Ayah Rendi mengangguk. "Sekarang kita bicarain masalah Sofi, Ma, Pa," lanjut Rendi lagi.
Sofi merasakan debaran jantungnya berdetak lebih cepat mendengar namanya di sebut oleh kakaknya. "Seperti yang sudah Rendi bicarakan kemarin, kalau Sofi sudah putus hubungan dengan Willy sejak beberapa bulan yang lalu dan saat ini sudah memiliki kekasih yaitu Raka." Rendi menoleh pada Raka sebentar, kemudian beralih pada orang tuanya lagi.
"Mama dan papa juga pasti sudah kenal dengan Raka. Dia ke sini untuk berbicara langsung dengan Mama dan Papa," ungkap Rendi.
__ADS_1
Orang tua Rendi memang sudah mengenal Raka serta orang tua Raka. Mereka saling mengenal ketika acara lamaran Amel waktu itu, dari sanalah mereka saling kenal dan nampak berhubungan baik setelah itu.
Ayah Rendi beralih pada Raka. "Jadi, apa yang ingin kau sampaikan pada kami, Raka?" tanya Ayah Rendi dengan wajah serius.
"Seperti yang sudah Rendi ceritakan pada Om Roy dan Tante Lilian, bahwa saya sedang menjalani hubungan dengan Sofi. Mungkin hubungan kami belum lama terjalin, tapi saya sudah memantapkan hati saya untuk melangkah kejenjang yang lebih serius dengan menikahinya, jadi maksud dan tujuan saya datang ke sini untuk meminta restu pada Om Roy dan Tante Lilian untuk menjadikan Sofi sebagai pendamping hidup saya."
Raka menjeda ucapannya sejenak. "Saya berjanji akan membahagiakan dan menjaga Sofi dengan baik. Saya harap Om dan Tante mau menerima niat baik saya ini." Meskipun terlihat tenang, tapi dalam pikiran dan hatinya, Raka, dia merasa sangat cemas sekaligus takut.
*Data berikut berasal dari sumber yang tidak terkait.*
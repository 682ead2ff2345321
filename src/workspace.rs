use anyhow::{Context, Result};
use fs_err as fs;
use once_cell::sync::Lazy;
use regex::Regex;
use std::path::{Path, PathBuf};

static UNSAFE_NAME_CHARS: Lazy<Regex> = Lazy::new(|| Regex::new(r"[\s/:]").expect("static regex"));

const UNITS: [&str; 5] = ["b", "Kb", "Mb", "Gb", "Tb"];

/// Turn a user-supplied identifier into a single path component.
pub fn sanitize_name(name: &str) -> String {
    UNSAFE_NAME_CHARS.replace_all(name.trim(), "-").into_owned()
}

/// Human readable size, base 1024.
pub fn format_size(bytes: u64) -> String {
    let mut size = bytes as f64;
    let mut unit = 0;
    while size >= 1024.0 && unit < UNITS.len() - 1 {
        size /= 1024.0;
        unit += 1;
    }
    if unit == 0 {
        format!("{bytes} {}", UNITS[0])
    } else {
        format!("{size:.2} {}", UNITS[unit])
    }
}

/// Root directory under which tools keep their state, one folder per tool.
#[derive(Debug, Clone)]
pub struct Workspace {
    root: PathBuf,
}

impl Workspace {
    pub fn new(root: impl Into<PathBuf>) -> Self {
        Self { root: root.into() }
    }

    pub fn root(&self) -> &Path {
        &self.root
    }

    pub fn tool_dir(&self, tool_name: &str) -> PathBuf {
        self.root.join(sanitize_name(tool_name))
    }

    /// Create the tool directory if needed.
    pub fn ensure_tool_dir(&self, tool_name: &str) -> Result<PathBuf> {
        let dir = self.tool_dir(tool_name);
        if !dir.is_dir() {
            fs::create_dir_all(&dir).with_context(|| format!("creating {tool_name} workspace"))?;
            log::info!("created workspace for {tool_name} at {}", dir.display());
        }
        Ok(dir)
    }
}

/// Sorted names of the sub-directories of `dir`; empty when `dir` is missing.
pub fn list_dirs(dir: &Path) -> Result<Vec<String>> {
    if !dir.is_dir() {
        return Ok(Vec::new());
    }
    let mut names = Vec::new();
    for entry in fs::read_dir(dir)? {
        let entry = entry?;
        if entry.file_type()?.is_dir() {
            names.push(entry.file_name().to_string_lossy().into_owned());
        }
    }
    names.sort();
    Ok(names)
}

#[cfg(test)]
mod tests {
    use super::*;

    #[test]
    fn sanitize_replaces_whitespace_and_separators() {
        assert_eq!(sanitize_name("ubuntu:22.04 lts"), "ubuntu-22.04-lts");
        assert_eq!(sanitize_name("library/alpine:latest"), "library-alpine-latest");
        assert_eq!(sanitize_name("  spaced\tname "), "spaced-name");
        assert_eq!(sanitize_name("plain"), "plain");
    }

    #[test]
    fn sizes_use_binary_units() {
        assert_eq!(format_size(512), "512 b");
        assert_eq!(format_size(2048), "2.00 Kb");
        assert_eq!(format_size(5 * 1024 * 1024 + 512 * 1024), "5.50 Mb");
        assert_eq!(format_size(3 * 1024u64.pow(4)), "3.00 Tb");
    }

    #[test]
    fn tool_dirs_live_under_the_root() {
        let tmp = tempfile::tempdir().unwrap();
        let ws = Workspace::new(tmp.path());
        let dir = ws.ensure_tool_dir("WSLBuilder").unwrap();
        assert_eq!(dir, tmp.path().join("WSLBuilder"));
        assert!(dir.is_dir());
        std::fs::create_dir(dir.join("b")).unwrap();
        std::fs::create_dir(dir.join("a")).unwrap();
        std::fs::write(dir.join("file.txt"), "x").unwrap();
        assert_eq!(list_dirs(&dir).unwrap(), vec!["a", "b"]);
        assert!(list_dirs(&tmp.path().join("missing")).unwrap().is_empty());
    }
}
Sama halnya dengan Sofi, wajahnya menegang, ia meremas kuat tangannya yang mulai berkeringat, takut kalau orang tuanya menolak Raka dan memintanya untuk tetap meneruskan perjodohan dengan Willy.
Begitu pun Amel, tidak jauh berbeda dengan Raka dan Sofi, dia pun merasa cemas dengan jawaban apa yang akan diberikan oleh mertuanya untuk pria yang sudah dianggap sebagai kakaknya itu. Hanya Rendi yang terlihat sangat tenang dengan wajah datarnya.
Suasana seketika hening, tidak ada pembicaraan apa-apa lagi. Ayah Sofi berdeham sebelum mengeluarkan suaranya. "Raka, kau seharusnya tahu, bukan? Kalau Sofi sudah kami jodohkan dengan Willy. Kami sudah sepakat dengan orang tua Willy untuk melakukan pertunangan bulan depan."
"Paaa, tapi Sofi tidak mencintai Willy, Sofi menc....." Raka beralih menatap Sofi sambil menggelengkan kepala tanda dia tidak boleh ikut campur.
Dengan wajah tenang, dia memegang tangan Sofi. "Percaya padaku," ucap Raka dengan suara kecil, kemudian Raka kembali menatap ayah Sofi, "saya tahu hal itu Om, karena itu juga saya ingin menikahi Sofi secepatnya dan tentu saja jika Om dan tante mengijinkan. Saya memang tidak memiliki latar belakang hebat seperti keluarga Willy, tapi saya akan melakukan yang terbaik untuk membahagiakan Sofi kelak jika hidup bersama dengan saya."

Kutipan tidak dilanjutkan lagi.